Llaudet has made it her mission to convince the often math-averse students in her Data Analysis and Politics course that numbers are not the enemy. Instead, they can be a powerful ally in the war against misinformation.
“Everyone can become comfortable with numbers if they take the time to practice and are shown how numbers can help us make sense of the world and inform our decisions,” she says. “It is in the process of answering substantive questions, by analyzing real data, that students in my class learn statistics.”
Virtually every complex issue confronting society—COVID-19, climate change, election integrity, criminal justice reform, to name just a few—is subject to a deluge of misinformation, especially on social media. The flood of falsehoods can have dangerous consequences for democracy and public health.
To help illuminate the truth behind these complex issues, Llaudet brings real-world examples into the classroom, making connections between data and current events. Each class begins with a question: How does Russian media affect Ukrainian politics? Who voted for Brexit? Who is the most likely candidate to win an upcoming election? Llaudet then teaches students how to analyze real data to answer these questions and identify potential misinformation.
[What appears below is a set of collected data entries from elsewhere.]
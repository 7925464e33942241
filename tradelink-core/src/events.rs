/******************************************************************************
   Author: Joaquín Béjar García
   Email: jb@taunais.com
   Date: 27/1/26
******************************************************************************/

//! Event listing queries.
//!
//! Markets on the venue are grouped into events. An [`EventQuery`] selects a
//! slice of the event tree; the wire crate serializes it into an
//! events-request payload.

use chrono::NaiveDate;
use serde::{Deserialize, Serialize};

/// A query against the venue's event listings.
#[derive(Debug, Clone, Copy, PartialEq, Eq, Serialize, Deserialize)]
pub enum EventQuery {
    /// Political events.
    Politics,
    /// Current affairs events.
    CurrentAffairs,
    /// Television and entertainment events.
    TvAndEntertainment,
    /// Sport events on a specific date.
    SportByDate {
        /// Date the events start on.
        date: NaiveDate,
    },
    /// Sport events without a date grouping.
    SportOther,
}

impl EventQuery {
    /// Returns the wire category tag for this query.
    #[must_use]
    pub const fn category(&self) -> u8 {
        match self {
            Self::Politics => 1,
            Self::CurrentAffairs => 2,
            Self::TvAndEntertainment => 3,
            Self::SportByDate { .. } => 4,
            Self::SportOther => 5,
        }
    }

    /// Returns the date filter, when the query carries one.
    #[must_use]
    pub const fn date(&self) -> Option<NaiveDate> {
        match self {
            Self::SportByDate { date } => Some(*date),
            _ => None,
        }
    }
}

#[cfg(test)]
mod tests {
    use super::*;

    #[test]
    fn test_category_tags_are_distinct() {
        let queries = [
            EventQuery::Politics,
            EventQuery::CurrentAffairs,
            EventQuery::TvAndEntertainment,
            EventQuery::SportByDate {
                date: NaiveDate::from_ymd_opt(2011, 6, 21).unwrap(),
            },
            EventQuery::SportOther,
        ];
        let mut tags: Vec<u8> = queries.iter().map(EventQuery::category).collect();
        tags.sort_unstable();
        tags.dedup();
        assert_eq!(tags.len(), queries.len());
    }

    #[test]
    fn test_date_only_on_dated_queries() {
        let date = NaiveDate::from_ymd_opt(2011, 6, 21).unwrap();
        assert_eq!(EventQuery::SportByDate { date }.date(), Some(date));
        assert_eq!(EventQuery::Politics.date(), None);
    }
}
/******************************************************************************
   Author: Joaquín Béjar García
   Email: jb@taunais.com
   Date: 27/1/26
******************************************************************************/

//! # Tradelink Wire
//!
//! Schema-typed payload model and binary codec for the tradelink venue
//! protocol.
//!
//! This crate provides:
//! - **Payload model**: Discriminated payload union with the session-control
//!   envelope
//! - **Event names**: Stable textual dispatch keys derived from payload kinds
//! - **Codec**: Little-endian binary encoding and decoding over `bytes`

pub mod decode;
pub mod encode;
pub mod payload;

pub use decode::decode;
pub use encode::encode;
pub use payload::{ApplyTo, Body, Control, EventInfo, LogoutReason, Payload, Quote};
/******************************************************************************
   Author: Joaquín Béjar García
   Email: jb@taunais.com
   Date: 27/1/26
******************************************************************************/

//! Payload encoder.
//!
//! Binary layout: one `u8` body tag, the `u32` sequence number, then the
//! variant fields in declaration order. Integers are little-endian. Strings
//! are `u16` length-prefixed UTF-8, optional fields carry a `u8` presence
//! flag, repeated fields a `u16` count prefix. Dates are packed decimal
//! `yyyymmdd` in a `u32`.

use crate::payload::{Body, Control, EventInfo, Payload, Quote};
use bytes::{BufMut, BytesMut};
use chrono::{Datelike, NaiveDate};
use tradelink_core::error::WireError;
use tradelink_core::types::Uuid128;

pub(crate) mod tag {
    pub const SESSION: u8 = 1;
    pub const ORDER_CREATE: u8 = 2;
    pub const ORDER_CANCEL: u8 = 3;
    pub const ORDERS_FOR_MARKET: u8 = 4;
    pub const ORDER_ACCEPTED: u8 = 5;
    pub const ORDER_REJECTED: u8 = 6;
    pub const ORDER_CANCELLED: u8 = 7;
    pub const ORDER_EXECUTED: u8 = 8;
    pub const MARKET_SUBSCRIBE: u8 = 9;
    pub const MARKET_UNSUBSCRIBE: u8 = 10;
    pub const MARKET_QUOTES: u8 = 11;
    pub const EVENTS_REQUEST: u8 = 12;
    pub const EVENTS: u8 = 13;
    pub const HTTP_FOUND: u8 = 14;

    pub const CTRL_LOGIN: u8 = 1;
    pub const CTRL_LOGIN_RESPONSE: u8 = 2;
    pub const CTRL_LOGOUT: u8 = 3;
    pub const CTRL_PING: u8 = 4;
    pub const CTRL_PONG: u8 = 5;
}

/// Encodes a payload into `dst`.
///
/// # Errors
/// Returns [`WireError::InvalidValue`] when a string or repeated field
/// exceeds its length prefix.
pub fn encode(payload: &Payload, dst: &mut BytesMut) -> Result<(), WireError> {
    dst.put_u8(body_tag(&payload.body));
    dst.put_u32_le(payload.seq.value());

    match &payload.body {
        Body::Session(control) => encode_control(control, dst)?,
        Body::OrderCreate {
            market,
            contract,
            side,
            quantity,
            price,
            time_in_force,
            reference,
        } => {
            put_uuid(dst, *market);
            put_uuid(dst, *contract);
            dst.put_u8(*side as u8);
            dst.put_u32_le(*quantity);
            dst.put_u32_le(*price);
            dst.put_u8(*time_in_force as u8);
            put_opt_u64(dst, *reference);
        }
        Body::OrderCancel { order } => put_uuid(dst, *order),
        Body::OrdersForMarket { market } => put_uuid(dst, *market),
        Body::OrderAccepted { order, reference } => {
            put_uuid(dst, *order);
            put_opt_u64(dst, *reference);
        }
        Body::OrderRejected { reason, reference } => {
            put_str(dst, "reason", reason)?;
            put_opt_u64(dst, *reference);
        }
        Body::OrderCancelled { order, reference } => {
            put_uuid(dst, *order);
            put_opt_u64(dst, *reference);
        }
        Body::OrderExecuted {
            order,
            price,
            quantity,
        } => {
            put_uuid(dst, *order);
            dst.put_u32_le(*price);
            dst.put_u32_le(*quantity);
        }
        Body::MarketSubscribe { market } | Body::MarketUnsubscribe { market } => {
            put_uuid(dst, *market);
        }
        Body::MarketQuotes {
            market,
            bids,
            offers,
        } => {
            put_uuid(dst, *market);
            put_quotes(dst, "bids", bids)?;
            put_quotes(dst, "offers", offers)?;
        }
        Body::EventsRequest { category, date } => {
            dst.put_u8(*category);
            put_opt_date(dst, *date);
        }
        Body::Events { events } => put_events(dst, events)?,
        Body::HttpFound { url, seq } => {
            put_str(dst, "url", url)?;
            dst.put_u32_le(*seq);
        }
    }

    Ok(())
}

fn encode_control(control: &Control, dst: &mut BytesMut) -> Result<(), WireError> {
    match control {
        Control::Login {
            username,
            password,
            session,
        } => {
            dst.put_u8(tag::CTRL_LOGIN);
            put_str(dst, "username", username)?;
            put_str(dst, "password", password)?;
            put_opt_str(dst, "session", session.as_deref())?;
        }
        Control::LoginResponse { session, reset } => {
            dst.put_u8(tag::CTRL_LOGIN_RESPONSE);
            put_str(dst, "session", session)?;
            dst.put_u32_le(*reset);
        }
        Control::Logout { reason } => {
            dst.put_u8(tag::CTRL_LOGOUT);
            dst.put_u8(*reason as u8);
        }
        Control::Ping => dst.put_u8(tag::CTRL_PING),
        Control::Pong => dst.put_u8(tag::CTRL_PONG),
    }
    Ok(())
}

const fn body_tag(body: &Body) -> u8 {
    match body {
        Body::Session(_) => tag::SESSION,
        Body::OrderCreate { .. } => tag::ORDER_CREATE,
        Body::OrderCancel { .. } => tag::ORDER_CANCEL,
        Body::OrdersForMarket { .. } => tag::ORDERS_FOR_MARKET,
        Body::OrderAccepted { .. } => tag::ORDER_ACCEPTED,
        Body::OrderRejected { .. } => tag::ORDER_REJECTED,
        Body::OrderCancelled { .. } => tag::ORDER_CANCELLED,
        Body::OrderExecuted { .. } => tag::ORDER_EXECUTED,
        Body::MarketSubscribe { .. } => tag::MARKET_SUBSCRIBE,
        Body::MarketUnsubscribe { .. } => tag::MARKET_UNSUBSCRIBE,
        Body::MarketQuotes { .. } => tag::MARKET_QUOTES,
        Body::EventsRequest { .. } => tag::EVENTS_REQUEST,
        Body::Events { .. } => tag::EVENTS,
        Body::HttpFound { .. } => tag::HTTP_FOUND,
    }
}

fn put_str(dst: &mut BytesMut, field: &'static str, value: &str) -> Result<(), WireError> {
    let len = value.len();
    if len > usize::from(u16::MAX) {
        return Err(WireError::InvalidValue {
            field,
            reason: format!("string of {len} bytes exceeds length prefix"),
        });
    }
    dst.put_u16_le(len as u16);
    dst.put_slice(value.as_bytes());
    Ok(())
}

fn put_opt_str(
    dst: &mut BytesMut,
    field: &'static str,
    value: Option<&str>,
) -> Result<(), WireError> {
    match value {
        Some(s) => {
            dst.put_u8(1);
            put_str(dst, field, s)
        }
        None => {
            dst.put_u8(0);
            Ok(())
        }
    }
}

fn put_uuid(dst: &mut BytesMut, id: Uuid128) {
    dst.put_u64_le(id.high);
    dst.put_u64_le(id.low);
}

fn put_opt_u64(dst: &mut BytesMut, value: Option<u64>) {
    match value {
        Some(v) => {
            dst.put_u8(1);
            dst.put_u64_le(v);
        }
        None => dst.put_u8(0),
    }
}

fn put_opt_date(dst: &mut BytesMut, date: Option<NaiveDate>) {
    match date {
        Some(d) => {
            dst.put_u8(1);
            let packed = d.year() as u32 * 10_000 + d.month() * 100 + d.day();
            dst.put_u32_le(packed);
        }
        None => dst.put_u8(0),
    }
}

fn put_quotes(
    dst: &mut BytesMut,
    field: &'static str,
    quotes: &[Quote],
) -> Result<(), WireError> {
    if quotes.len() > usize::from(u16::MAX) {
        return Err(WireError::InvalidValue {
            field,
            reason: format!("{} levels exceed count prefix", quotes.len()),
        });
    }
    dst.put_u16_le(quotes.len() as u16);
    for quote in quotes {
        dst.put_u32_le(quote.price);
        dst.put_u32_le(quote.quantity);
    }
    Ok(())
}

fn put_events(dst: &mut BytesMut, events: &[EventInfo]) -> Result<(), WireError> {
    if events.len() > usize::from(u16::MAX) {
        return Err(WireError::InvalidValue {
            field: "events",
            reason: format!("{} events exceed count prefix", events.len()),
        });
    }
    dst.put_u16_le(events.len() as u16);
    for event in events {
        put_uuid(dst, event.id);
        put_str(dst, "event name", &event.name)?;
        if event.markets.len() > usize::from(u16::MAX) {
            return Err(WireError::InvalidValue {
                field: "markets",
                reason: format!("{} markets exceed count prefix", event.markets.len()),
            });
        }
        dst.put_u16_le(event.markets.len() as u16);
        for market in &event.markets {
            put_uuid(dst, *market);
        }
    }
    Ok(())
}
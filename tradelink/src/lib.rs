/******************************************************************************
   Author: Joaquín Béjar García
   Email: jb@taunais.com
   Date: 27/1/26
******************************************************************************/

//! # Tradelink
//!
//! A client for a session-oriented venue trading protocol.
//!
//! Tradelink maintains an authenticated, sequence-numbered connection to a
//! trading venue, exchanges schema-typed binary messages (order entry,
//! market data subscriptions, heartbeats, event queries), and dispatches
//! inbound payloads to registered handlers by logical name.
//!
//! ## Features
//!
//! - **Strict sequencing**: Per-direction counters with fatal gap detection
//!   and server-directed resets at login
//! - **Resumable sessions**: Login responses carry an opaque token for
//!   out-of-band session recovery
//! - **Single-writer discipline**: An outbound worker and an inbound loop
//!   share one socket safely by construction
//! - **Async support**: Built on Tokio for high-performance networking
//!
//! ## Quick Start
//!
//! ```rust,ignore
//! use tradelink::prelude::*;
//!
//! let config = SessionConfig::new("venue.example", 3701, "trader", "secret");
//! let client = std::sync::Arc::new(Client::new(Session::new(config)));
//!
//! let sender = SendWorker::spawn(client.clone());
//! sender.enqueue_login().await;
//! ```
//!
//! ## Crate Organization
//!
//! - [`core`]: Fundamental types, errors, and order value objects
//! - [`wire`]: Payload model and binary codec
//! - [`transport`]: Length-delimited frame transport
//! - [`session`]: Sequencing and the session state machine
//! - [`client`]: Facade, callback dispatch, and concurrency harness

pub mod core {
    //! Fundamental types, errors, and order value objects.
    pub use tradelink_core::*;
}

pub mod wire {
    //! Payload model and binary codec.
    pub use tradelink_wire::*;
}

pub mod transport {
    //! Length-delimited frame transport.
    pub use tradelink_transport::*;
}

pub mod session {
    //! Sequencing and the session state machine.
    pub use tradelink_session::*;
}

pub mod client {
    //! Facade, callback dispatch, and concurrency harness.
    pub use tradelink_client::*;
}

/// Prelude module for convenient imports.
pub mod prelude {
    // Core types
    pub use tradelink_core::{
        ClientError, EventQuery, OrderCancel, OrderCreate, OrdersForMarket, Result, SeqNum,
        SessionError, Side, TimeInForce, TransportError, Uuid128, ValidationError, WireError,
    };

    // Wire
    pub use tradelink_wire::{ApplyTo, Body, Control, LogoutReason, Payload, Quote};

    // Transport
    pub use tradelink_transport::{CodecError, FrameCodec, FrameTransport, TransportOptions};

    // Session
    pub use tradelink_session::{Sequencer, Session, SessionConfig, SessionState};

    // Client
    pub use tradelink_client::{
        CallbackRegistry, Client, ContentFetcher, Handler, HttpFetcher, ReceiveLoop, SendWorker,
        WorkItem,
    };
}

#[cfg(test)]
mod tests {
    use super::prelude::*;

    #[test]
    fn test_prelude_imports() {
        // Verify that prelude imports work
        let _seq = SeqNum::new(1);
        let _side = Side::Buy;
        let _state = SessionState::Disconnected;
    }

    #[test]
    fn test_order_builds_through_prelude() {
        let market = Uuid128::from_hex("1c024").unwrap();
        let contract = Uuid128::from_hex("1cccc").unwrap();
        let order = OrderCreate::new(10_000, 2_500, Side::Buy, market, contract);
        assert!(order.validate().is_ok());
    }
}
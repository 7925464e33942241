/******************************************************************************
   Author: Joaquín Béjar García
   Email: jb@taunais.com
   Date: 27/1/26
******************************************************************************/

//! Core types for venue protocol operations.
//!
//! This module provides fundamental types used throughout the tradelink client:
//! - [`SeqNum`]: Per-direction message sequence number
//! - [`Uuid128`]: 128-bit venue identifier for markets, contracts, and orders
//! - [`Side`]: Order side enumeration
//! - [`TimeInForce`]: Order lifetime enumeration

use crate::error::ValidationError;
use num_derive::{FromPrimitive, ToPrimitive};
use serde::{Deserialize, Serialize};
use std::fmt;

/// Minimum accepted order price, in venue ticks.
pub const MIN_PRICE: u32 = 1;

/// Maximum accepted order price, in venue ticks.
pub const MAX_PRICE: u32 = 9_999;

/// Minimum accepted order quantity.
pub const MIN_QUANTITY: u32 = 1_000;

/// Maximum accepted order quantity (2^31 - 1).
pub const MAX_QUANTITY: u32 = i32::MAX as u32;

/// Message sequence number.
///
/// Each direction of a session carries its own monotonically increasing
/// counter, starting at 1. Sequence numbers enforce strict ordering and
/// enable gap detection across reconnections.
#[derive(Debug, Clone, Copy, PartialEq, Eq, PartialOrd, Ord, Hash, Serialize, Deserialize)]
#[repr(transparent)]
#[serde(transparent)]
pub struct SeqNum(u32);

impl SeqNum {
    /// Creates a new sequence number.
    #[inline]
    #[must_use]
    pub const fn new(value: u32) -> Self {
        Self(value)
    }

    /// Returns the raw sequence number value.
    #[inline]
    #[must_use]
    pub const fn value(self) -> u32 {
        self.0
    }

    /// Returns the next sequence number.
    #[inline]
    #[must_use]
    pub const fn next(self) -> Self {
        Self(self.0 + 1)
    }
}

impl Default for SeqNum {
    fn default() -> Self {
        Self(1)
    }
}

impl From<u32> for SeqNum {
    fn from(value: u32) -> Self {
        Self(value)
    }
}

impl From<SeqNum> for u32 {
    fn from(seq: SeqNum) -> Self {
        seq.0
    }
}

impl fmt::Display for SeqNum {
    fn fmt(&self, f: &mut fmt::Formatter<'_>) -> fmt::Result {
        write!(f, "{}", self.0)
    }
}

/// 128-bit venue identifier.
///
/// Markets, contracts, orders, and events are all identified by opaque
/// 128-bit values assigned by the venue. The textual form is lowercase hex
/// with leading zeros elided.
#[derive(
    Debug, Clone, Copy, PartialEq, Eq, PartialOrd, Ord, Hash, Default, Serialize, Deserialize,
)]
pub struct Uuid128 {
    /// High 64 bits.
    pub high: u64,
    /// Low 64 bits.
    pub low: u64,
}

impl Uuid128 {
    /// Creates an identifier from its two 64-bit halves.
    #[inline]
    #[must_use]
    pub const fn new(high: u64, low: u64) -> Self {
        Self { high, low }
    }

    /// Parses an identifier from lowercase hex, leading zeros optional.
    ///
    /// # Errors
    /// Returns [`ValidationError::InvalidId`] if the string is empty, longer
    /// than 32 hex digits, or contains non-hex characters.
    pub fn from_hex(s: &str) -> Result<Self, ValidationError> {
        if s.is_empty() || s.len() > 32 {
            return Err(ValidationError::InvalidId {
                reason: format!("expected 1-32 hex digits, got {} characters", s.len()),
            });
        }
        let value = u128::from_str_radix(s, 16).map_err(|_| ValidationError::InvalidId {
            reason: format!("not a hex string: {s:?}"),
        })?;
        Ok(Self {
            high: (value >> 64) as u64,
            low: value as u64,
        })
    }

    /// Returns the identifier as lowercase hex with leading zeros elided.
    #[must_use]
    pub fn to_hex(self) -> String {
        format!("{:x}", ((self.high as u128) << 64) | self.low as u128)
    }
}

impl fmt::Display for Uuid128 {
    fn fmt(&self, f: &mut fmt::Formatter<'_>) -> fmt::Result {
        write!(f, "{}", self.to_hex())
    }
}

/// Order side.
#[derive(
    Debug,
    Clone,
    Copy,
    PartialEq,
    Eq,
    Hash,
    Serialize,
    Deserialize,
    FromPrimitive,
    ToPrimitive,
)]
#[repr(u8)]
pub enum Side {
    /// Buy side.
    Buy = 1,
    /// Sell side.
    Sell = 2,
}

impl fmt::Display for Side {
    fn fmt(&self, f: &mut fmt::Formatter<'_>) -> fmt::Result {
        match self {
            Self::Buy => write!(f, "BUY"),
            Self::Sell => write!(f, "SELL"),
        }
    }
}

/// Order time in force.
#[derive(
    Debug,
    Clone,
    Copy,
    PartialEq,
    Eq,
    Hash,
    Serialize,
    Deserialize,
    FromPrimitive,
    ToPrimitive,
)]
#[repr(u8)]
pub enum TimeInForce {
    /// Unfilled remainder is cancelled immediately.
    ImmediateOrCancel = 1,
    /// Order rests until cancelled.
    GoodTilCancelled = 2,
}
/******************************************************************************
   Author: Joaquín Béjar García
   Email: jb@taunais.com
   Date: 27/1/26
******************************************************************************/

//! Session engine: transport + sequencer + codec.
//!
//! A [`Session`] is safe to share behind an `Arc`, but it is not designed
//! for concurrent writers or concurrent readers: safety comes from the
//! convention that exactly one task sends and exactly one task reads. The
//! writer half, the reusable outbound payload, and the encode buffer live
//! under one lock; the reader half under another. Sequence counters are
//! owned here and mutated only on the task performing the matching I/O.

use crate::config::SessionConfig;
use crate::sequence::Sequencer;
use crate::state::SessionState;
use bytes::{Bytes, BytesMut};
use parking_lot::RwLock;
use secrecy::ExposeSecret;
use tokio::sync::Mutex;
use tracing::{debug, info, warn};
use tradelink_core::error::{Result, SessionError};
use tradelink_transport::{FrameReader, FrameTransport, FrameWriter};
use tradelink_wire::{Body, Control, LogoutReason, Payload, decode, encode};

/// Writer half plus the reusable outbound payload and encode buffer.
///
/// Kept together so the clear-populate-encode-clear discipline and the
/// frame write happen under a single lock, with no interleaving.
#[derive(Debug)]
struct Outbound {
    writer: FrameWriter,
    payload: Payload,
    buf: BytesMut,
}

/// An authenticated, sequence-numbered connection to the venue.
#[derive(Debug)]
pub struct Session {
    config: SessionConfig,
    state: RwLock<SessionState>,
    seq: Sequencer,
    session_token: RwLock<Option<String>>,
    outbound: Mutex<Option<Outbound>>,
    reader: Mutex<Option<FrameReader>>,
}

impl Session {
    /// Creates a disconnected session from its configuration.
    #[must_use]
    pub fn new(config: SessionConfig) -> Self {
        Self {
            config,
            state: RwLock::new(SessionState::Disconnected),
            seq: Sequencer::new(),
            session_token: RwLock::new(None),
            outbound: Mutex::new(None),
            reader: Mutex::new(None),
        }
    }

    /// Returns the current lifecycle state.
    #[must_use]
    pub fn state(&self) -> SessionState {
        *self.state.read()
    }

    /// Returns the `(out_seq, in_seq)` counters.
    #[must_use]
    pub fn sequences(&self) -> (u32, u32) {
        (self.seq.peek_out().value(), self.seq.peek_in().value())
    }

    /// Returns the session token from the last login response, if any.
    #[must_use]
    pub fn session_token(&self) -> Option<String> {
        self.session_token.read().clone()
    }

    /// Opens the frame transport.
    ///
    /// A no-op when a connection is already open.
    ///
    /// # Errors
    /// Surfaces the transport's connect failure; the session stays
    /// `Disconnected`.
    pub async fn connect(&self) -> Result<()> {
        if self.state().is_connected() {
            return Ok(());
        }

        let addr = self.config.addr();
        let transport = FrameTransport::connect(&addr, &self.config.transport_options()).await?;
        let (writer, reader) = transport.split();

        *self.outbound.lock().await = Some(Outbound {
            writer,
            payload: Payload::new(),
            buf: BytesMut::with_capacity(256),
        });
        *self.reader.lock().await = Some(reader);
        self.set_state(SessionState::Connecting);

        Ok(())
    }

    /// Sends the login payload, consuming one outbound sequence number.
    ///
    /// With `wait_for_response`, blocks on the next inbound frame, requires
    /// it to be a login response, applies its sequence reset, and returns
    /// the decoded payload so the caller can dispatch it. Otherwise returns
    /// immediately after the send; the response is handled by the normal
    /// read path whenever it arrives.
    ///
    /// # Errors
    /// Fails with [`SessionError::NotConnected`] before [`Session::connect`],
    /// with a transport error if the send fails, and with
    /// [`SessionError::UnexpectedPayload`] if a waited-for response is not a
    /// login response.
    pub async fn login(&self, wait_for_response: bool) -> Result<Option<Payload>> {
        let username = self.config.username.clone();
        let password = self.config.password.expose_secret().clone();
        let resume = self
            .session_token
            .read()
            .clone()
            .or_else(|| self.config.session_token.clone());

        self.send_with(|payload| {
            payload.body = Body::Session(Control::Login {
                username,
                password,
                session: resume,
            });
        })
        .await?;
        self.set_state(SessionState::Connected);

        if !wait_for_response {
            return Ok(None);
        }

        let payload = self.read().await?;
        if !matches!(
            payload.body,
            Body::Session(Control::LoginResponse { .. })
        ) {
            return Err(SessionError::UnexpectedPayload {
                wanted: "session.login_response",
                got: payload.event_name().to_string(),
            }
            .into());
        }
        Ok(Some(payload))
    }

    /// Sends a best-effort logout and releases the transport.
    ///
    /// Always leaves the session `Disconnected`, even if the send fails.
    pub async fn logout(&self) {
        let state = self.state();
        if matches!(state, SessionState::Connected | SessionState::Authenticated) {
            let result = self
                .send_with(|payload| {
                    payload.body = Body::Session(Control::Logout {
                        reason: LogoutReason::Requested,
                    });
                })
                .await;
            if let Err(err) = result {
                warn!("logout send failed: {}", err);
            }
        }

        let mut outbound = self.outbound.lock().await;
        if let Some(out) = outbound.as_mut() {
            out.writer.close().await;
        }
        *outbound = None;
        drop(outbound);

        // The reader lock may be held by a blocked read; that read will
        // observe the closed socket and clear itself.
        if let Ok(mut reader) = self.reader.try_lock() {
            *reader = None;
        }
        self.set_state(SessionState::Disconnected);
    }

    /// Sends one payload using the scoped-builder discipline.
    ///
    /// The reusable outbound payload is cleared, populated by `f`, stamped
    /// with the next outgoing sequence number, encoded, written as one
    /// frame, and cleared again, so stale fields never leak between sends.
    ///
    /// # Errors
    /// A write failure is connection-fatal: the session drops the writer,
    /// becomes `Disconnected`, and surfaces the transport error.
    pub async fn send_with<F>(&self, f: F) -> Result<()>
    where
        F: FnOnce(&mut Payload),
    {
        if !self.state().can_send() {
            return Err(SessionError::NotConnected.into());
        }

        let mut guard = self.outbound.lock().await;
        let out = guard.as_mut().ok_or(SessionError::NotConnected)?;

        out.payload.clear();
        f(&mut out.payload);
        out.payload.seq = self.seq.next_out_seq();

        out.buf.clear();
        encode(&out.payload, &mut out.buf)?;
        let frame = Bytes::copy_from_slice(&out.buf);

        debug!(
            "sending {} seq={}",
            out.payload.event_name(),
            out.payload.seq
        );
        let result = out.writer.write_frame(frame).await;
        out.payload.clear();

        if let Err(err) = result {
            warn!("frame write failed: {}", err);
            *guard = None;
            self.set_state(SessionState::Disconnected);
            return Err(err.into());
        }
        Ok(())
    }

    /// Reads, decodes, and sequence-validates the next inbound frame.
    ///
    /// A login response is applied here: its session token is stored and
    /// its reset value replaces both counters (the reset is authoritative,
    /// so the response itself is exempt from the strict check). Every other
    /// payload must carry exactly the expected incoming sequence number.
    ///
    /// # Errors
    /// Returns the transport's `Disconnected` as the clean stop signal, a
    /// [`SessionError::SequenceGap`] on any out-of-order frame (fatal: the
    /// connection is torn down), and a wire error on an undecodable frame
    /// (equally fatal).
    pub async fn read(&self) -> Result<Payload> {
        let mut guard = self.reader.lock().await;
        let reader = guard.as_mut().ok_or(SessionError::NotConnected)?;

        let frame = match reader.next_frame().await {
            Ok(frame) => frame,
            Err(err) => {
                *guard = None;
                self.set_state(SessionState::Disconnected);
                return Err(err.into());
            }
        };

        let payload = match decode(&frame) {
            Ok(payload) => payload,
            Err(err) => {
                warn!("undecodable frame: {}", err);
                *guard = None;
                self.set_state(SessionState::Disconnected);
                return Err(err.into());
            }
        };

        if let Body::Session(Control::LoginResponse { session, reset }) = &payload.body {
            *self.session_token.write() = Some(session.clone());
            self.seq.reset(*reset);
            let mut state = self.state.write();
            if *state == SessionState::Connected {
                *state = SessionState::Authenticated;
            }
            drop(state);
            info!("login response applied, sequence counters reset to {}", reset);
        } else if let Err(err) = self.seq.accept_in_seq(payload.seq) {
            warn!("fatal sequence violation: {}", err);
            *guard = None;
            self.set_state(SessionState::Disconnected);
            return Err(err.into());
        }

        Ok(payload)
    }

    /// Flushes any buffered outbound bytes. No state change.
    ///
    /// # Errors
    /// Surfaces a transport write failure.
    pub async fn flush(&self) -> Result<()> {
        let mut guard = self.outbound.lock().await;
        match guard.as_mut() {
            Some(out) => Ok(out.writer.flush().await?),
            None => Err(SessionError::NotConnected.into()),
        }
    }

    fn set_state(&self, next: SessionState) {
        let mut state = self.state.write();
        if *state != next {
            debug!("session state {} -> {}", *state, next);
            *state = next;
        }
    }
}
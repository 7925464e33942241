/******************************************************************************
   Author: Joaquín Béjar García
   Email: jb@taunais.com
   Date: 27/1/26
******************************************************************************/

//! # Tradelink Transport
//!
//! Network transport layer for the tradelink venue protocol.
//!
//! This crate provides:
//! - **Codec**: Tokio codec for length-delimited frame boundaries
//! - **Connection**: TCP connect with timeout, split into single-owner
//!   reader and writer halves

pub mod codec;
pub mod conn;

pub use codec::{CodecError, FrameCodec};
pub use conn::{FrameReader, FrameTransport, FrameWriter, TransportOptions};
This past semester, the class analyzed data from the initial clinical trials of COVID-19 vaccines, looking to estimate their effectiveness and identify gaps in the data, such as a lack of information on how pregnant people and those under 16 might react to them.
Politics, philosophy, and economics alumnus Ben Holden, BS ’20, recalls approaching Llaudet’s course with some apprehension. But by the end of the semester he was shocked to find that he not only thrived in the course—he actually found it fun.
“If you put in the effort, you quickly discover this is something that makes total sense,” Holden says. “It has sharpened my ability to separate legitimate scientific fact from spin and fiction.”
Laudet couldn’t agree more. “Being able to truly understand data empowers people to make up their own minds,” she says, “from deciding whether to take a vaccine to choosing whom to vote for.”